Tuesday, August 02, 2011

And if you like you can buy the ring...

Or, Quilliam the third (installment).

[T]he world’s first counter-extremism think tank.

Here's Noman Benotman [of the] Quilliam Foundation and former key figure in the Libyan Islamic Fighting Group talking a Policy Exchange wafflefest (he's the first speaker). He's talking about 'surgical strikes' and the like in Libya, even thought the civil war clusterfuck was inevitable by March.

Libyan rebels to probe commander's killing [al-Jazeera]:

The February 17th Martyrs Brigade is a group of hundreds of civilians who took up arms to join the rebellion. With their headquarters in Benghazi, the new fighters participate in the front-line battles with Gaddafi's forces but also act as a semi-official internal security force for the opposition.

Agoury, the special forces commander, said the brigade had an agenda against Younes, because he was previously Gaddafi's interior minister and was involved in crackdowns against conservative, anti-regime Islamic groups.

One of those is the Libyan Islamic Fighting Group, which waged a guerrilla campaign against Gaddafi's regime in the 1990s, including assassination attempts on the leader. The LIFG has been connected to al-Qaeda, and some of its members fought against international troops in Iraq and Afghanistan, but it has long foresworn any allegiance with the jihadi group.
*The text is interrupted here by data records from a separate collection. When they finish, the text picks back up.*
/*
MIT License

Copyright (c) 2024 Philipp Schuster

Permission is hereby granted, free of charge, to any person obtaining a copy
of this software and associated documentation files (the "Software"), to deal
in the Software without restriction, including without limitation the rights
to use, copy, modify, merge, publish, distribute, sublicense, and/or sell
copies of the Software, and to permit persons to whom the Software is
furnished to do so, subject to the following conditions:

The above copyright notice and this permission notice shall be included in all
copies or substantial portions of the Software.

THE SOFTWARE IS PROVIDED "AS IS", WITHOUT WARRANTY OF ANY KIND, EXPRESS OR
IMPLIED, INCLUDING BUT NOT LIMITED TO THE WARRANTIES OF MERCHANTABILITY,
FITNESS FOR A PARTICULAR PURPOSE AND NONINFRINGEMENT. IN NO EVENT SHALL THE
AUTHORS OR COPYRIGHT HOLDERS BE LIABLE FOR ANY CLAIM, DAMAGES OR OTHER
LIABILITY, WHETHER IN AN ACTION OF CONTRACT, TORT OR OTHERWISE, ARISING FROM,
OUT OF OR IN CONNECTION WITH THE SOFTWARE OR THE USE OR OTHER DEALINGS IN THE
SOFTWARE.
*/
//! Module for [`TempoAnalyzer`], which combines all building blocks of the
//! tempo estimation:
//!
//! 1. band-limit the audio to the range of kick drums ([`BandLimiter`]),
//! 2. find the loudest half of all window peaks ([`crate::peak`]),
//! 3. count the tempos implied by the distances of nearby peaks
//!    ([`TempoHistogram`]),
//! 4. rank the tempos by their count ([`crate::ranking`]).

use crate::band_limiter::{
    self, BandLimiter, FilterFrequencies, FilterStateMode, InvalidFrequencyError, FILTER_Q,
    HIGHPASS_CUTOFF_HZ, LOWPASS_CUTOFF_HZ,
};
use crate::histogram::{TempoHistogram, TempoRange, DEFAULT_LOOK_AHEAD};
use crate::ranking::{TempoCandidate, TempoEstimate, DEFAULT_MAX_CANDIDATES};
use crate::scratch::ScratchSpace;
use crate::{peak, ranking, AnalysisError, AnalysisRange, SampleBuffer};
use alloc::vec::Vec;

/// Parameters of the tempo analysis. The [`Default`] values are the ones the
/// heuristic was tuned with.
#[derive(Debug, Clone, Copy, PartialEq)]
pub struct AnalyzerConfig {
    /// Cutoff frequency of the lowpass filter (Hz).
    pub lowpass_cutoff_hz: f32,
    /// Cutoff frequency of the highpass filter (Hz).
    pub highpass_cutoff_hz: f32,
    /// Q value of both filters.
    pub filter_q: f32,
    /// How filter state is shared between channels.
    pub filter_state: FilterStateMode,
    /// The window size in frames is `sample_rate / window_divisor`, so `2`
    /// means half-second windows.
    pub window_divisor: u32,
    /// Number of following peaks each peak is compared with.
    pub look_ahead: usize,
    /// Octave into which all tempos are folded.
    pub tempo_range: TempoRange,
    /// Maximum number of returned candidates.
    pub max_candidates: usize,
}

impl Default for AnalyzerConfig {
    fn default() -> Self {
        Self {
            lowpass_cutoff_hz: LOWPASS_CUTOFF_HZ,
            highpass_cutoff_hz: HIGHPASS_CUTOFF_HZ,
            filter_q: FILTER_Q,
            filter_state: FilterStateMode::Shared,
            window_divisor: 2,
            look_ahead: DEFAULT_LOOK_AHEAD,
            tempo_range: TempoRange::DEFAULT,
            max_candidates: DEFAULT_MAX_CANDIDATES,
        }
    }
}

impl AnalyzerConfig {
    /// Checks the values that don't depend on the sample rate of the audio.
    /// The filter frequencies are checked for every analyzed buffer.
    pub fn validate(&self) -> Result<(), AnalysisError> {
        if self.window_divisor == 0 {
            return Err(AnalysisError::InvalidConfig("window divisor must not be zero"));
        }
        if self.look_ahead == 0 {
            return Err(AnalysisError::InvalidConfig("look-ahead must not be zero"));
        }
        if self.max_candidates == 0 {
            return Err(AnalysisError::InvalidConfig(
                "maximum number of candidates must not be zero",
            ));
        }
        Ok(())
    }

    /// Returns the window size in frames for the given sample rate. This is
    /// at least one frame.
    #[must_use]
    pub fn window_size(&self, sample_rate: u32) -> usize {
        (sample_rate / self.window_divisor.max(1)).max(1) as usize
    }

    /// Creates the [`BandLimiter`] for audio with the given sample rate.
    ///
    /// A filter with its default cutoff frequency is skipped if the sample
    /// rate is too low for it. Custom cutoff frequencies must fulfill the
    /// Nyquist rule.
    pub fn band_limiter(&self, sample_rate: u32) -> Result<BandLimiter, AnalysisError> {
        let sample_rate_hz = sample_rate as f32;
        let lowpass = self.filter_stage(sample_rate_hz, self.lowpass_cutoff_hz, LOWPASS_CUTOFF_HZ)?;
        let highpass =
            self.filter_stage(sample_rate_hz, self.highpass_cutoff_hz, HIGHPASS_CUTOFF_HZ)?;
        Ok(BandLimiter::new(lowpass, highpass, self.filter_state)?)
    }

    fn filter_stage(
        &self,
        sample_rate_hz: f32,
        cutoff_fr_hz: f32,
        default_cutoff_fr_hz: f32,
    ) -> Result<Option<FilterFrequencies>, InvalidFrequencyError> {
        if cutoff_fr_hz == default_cutoff_fr_hz {
            band_limiter::default_stage(sample_rate_hz, cutoff_fr_hz, self.filter_q)
        } else {
            FilterFrequencies::new(sample_rate_hz, cutoff_fr_hz, self.filter_q).map(Some)
        }
    }
}

/// Estimates the dominant tempo of decoded audio.
///
/// The analyzer keeps its working memory between calls, so it is cheaper to
/// reuse one analyzer for many tracks than to create a new one each time.
/// Independent analyzers can run in parallel on different threads.
///
/// ## Example
/// ```rust
/// use tempo_estimator::{AnalysisRange, SampleBuffer, TempoAnalyzer};
///
/// // Pretend this is decoded audio: 4 seconds of mono silence.
/// let mut buffer = SampleBuffer::mono(vec![0.0; 4 * 44100], 44100).unwrap();
/// let mut analyzer = TempoAnalyzer::default();
/// let candidates = analyzer.analyze(&mut buffer, AnalysisRange::full()).unwrap();
/// if let Some(best) = candidates.first() {
///     println!("{best}");
/// }
/// ```
#[derive(Debug, Default)]
pub struct TempoAnalyzer {
    config: AnalyzerConfig,
    scratch: ScratchSpace,
}

impl TempoAnalyzer {
    /// Creates a new analyzer with a validated configuration.
    pub fn new(config: AnalyzerConfig) -> Result<Self, AnalysisError> {
        config.validate()?;
        Ok(Self {
            config,
            scratch: ScratchSpace::default(),
        })
    }

    /// Returns the configuration.
    #[must_use]
    pub const fn config(&self) -> &AnalyzerConfig {
        &self.config
    }

    /// Analyzes the given range of the buffer and returns up to
    /// [`AnalyzerConfig::max_candidates`] tempo candidates, sorted by their
    /// count in descending order.
    ///
    /// The samples of the range are band-limited in place. Use
    /// [`Self::analyze_copy`] to keep the buffer untouched.
    ///
    /// An empty list means that no dominant tempo could be determined, for
    /// example because the range is shorter than two windows. If the range
    /// doesn't fit into the buffer, [`AnalysisError::InvalidRange`] is
    /// returned and the buffer is not modified.
    pub fn analyze(
        &mut self,
        buffer: &mut SampleBuffer,
        range: AnalysisRange,
    ) -> Result<Vec<TempoCandidate>, AnalysisError> {
        let range = buffer.resolve(range)?;
        let sample_rate = buffer.sample_rate();
        let channels = buffer.channels() as usize;
        let mut band_limiter = self.config.band_limiter(sample_rate)?;
        let window_size = self.config.window_size(sample_rate);

        let windows = peak::window_count(range.length, window_size);
        log::debug!(
            "analyzing {} frames from frame {} ({} Hz, {} channels): {} windows of {} frames",
            range.length,
            range.start_frame,
            sample_rate,
            channels,
            windows,
            window_size
        );
        if windows == 0 {
            log::warn!(
                "range of {} frames is shorter than one window of {} frames",
                range.length,
                window_size
            );
        }

        let mut scratch = self.scratch.borrow();
        let ScratchSpace { peaks, histogram } = &mut *scratch;

        let samples = buffer.range_mut(range);
        band_limiter.apply(samples, channels);
        peak::extract_peaks(samples, channels, window_size, range.start_frame, peaks);

        let pairs = histogram.accumulate(
            peaks,
            sample_rate,
            self.config.look_ahead,
            self.config.tempo_range,
        );
        log::debug!(
            "{} peaks, {} intervals, {} distinct tempos",
            peaks.len(),
            pairs,
            histogram.buckets().len()
        );

        let candidates = ranking::rank(histogram.buckets(), self.config.max_candidates);
        log::trace!("candidates: {:?}", candidates);
        Ok(candidates)
    }

    /// Like [`Self::analyze`], but works on an internal copy of the buffer.
    pub fn analyze_copy(
        &mut self,
        buffer: &SampleBuffer,
        range: AnalysisRange,
    ) -> Result<Vec<TempoCandidate>, AnalysisError> {
        // Fail before the copy is made.
        buffer.resolve(range)?;
        let mut copy = buffer.clone();
        self.analyze(&mut copy, range)
    }

    /// Like [`Self::analyze`], but wraps the result in a [`TempoEstimate`].
    pub fn estimate(
        &mut self,
        buffer: &mut SampleBuffer,
        range: AnalysisRange,
    ) -> Result<TempoEstimate, AnalysisError> {
        self.analyze(buffer, range).map(TempoEstimate::from)
    }

    /// Runs only the histogram stage on already extracted peaks. Useful for
    /// inspecting the complete, unranked histogram.
    #[must_use]
    pub fn histogram_of(&self, peaks: &[peak::Peak], sample_rate: u32) -> TempoHistogram {
        let mut histogram = TempoHistogram::new();
        histogram.accumulate(
            peaks,
            sample_rate,
            self.config.look_ahead,
            self.config.tempo_range,
        );
        histogram
    }
}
Agoury said there were LIFG members in the February 17th Brigade, and that they "don't trust anyone who was with Gaddafi's regime, they wanted revenge."

A member of the brigade said his group had evidence that Younes was a traitor and that the evidence will come out in a few days.


I'm really convinced that these guys are going to bring democracy, peace, universal love and hope to Libya. Who better?

In all seriousness, the front page of the Quilliam site has a link to the Soaraway: London borough 'put under Sharia law'.

Ghaffar Hussain of Quilliam, a counter-extremism and pro-democracy think-tank, said: "Muslims Against Crusades are a lunatic fringe of troublemakers not even taken seriously by genuine extremists, let alone ordinary Muslims who abhor their rhetoric and tactics and find them an embarrassment."


In other words, a total non-story run under a scare headline which would be more true if the verb in the headline had 'NOT' in front of it.

Dozens of posters had been put up - quickly removed by the council - insisting: "You are entering a Shariah controlled zone - Islamic rules enforced."


Yep, that's the Muslim future we should all fear. A few posters "quickly removed by the council" which like all councils is probably run by dhimmi multiculturalists. Some might say that running such a scare story would stoke extremism. All I can say is, if I were billed as combatting extremism, I'd be pretty ashamed to be quoted in a story which, under before you get to all the sensible stuff is mostly racist dogwhistle. I'm sure Sun writers know that their readers don't read stories to the end.

8 Comments:

Anonymous Sarah AB said...

I thought that was a bit odd too (the Sun link) - I would have thought they'd be against both whatever it is precisely being attacked by the Sun (my home open DNS set up stops me visiting the Sun)and the Sun's methods of reporting the story, building it up into a scare story.

8/02/2011 08:26:00 PM  
Anonymous skidmarx said...

DA is doing the Sky News press preview as I write. I only caught the end of the first half, so only saw him say sensible things about how Ed Miliband would like to be seen as distanced from the unions.
The Sky team still consider him left wing enough to balnce a Tory MP.

8/02/2011 08:48:00 PM  
Anonymous organic cheeseboard said...

I would have thought they'd be against both whatever it is precisely being attacked by the Sun (my home open DNS set up stops me visiting the Sun)and the Sun's methods of reporting the story

isn't this just a problem with think tanks per se - in order to become an established name and then maintain that establishment, they have to offer talking heads to all and sundry, and they have to advertise themselves as the people to go to - and thus they end up being quoted in pieces like tht even if they're pretty much anathema to what Quilliam are meant to stand for.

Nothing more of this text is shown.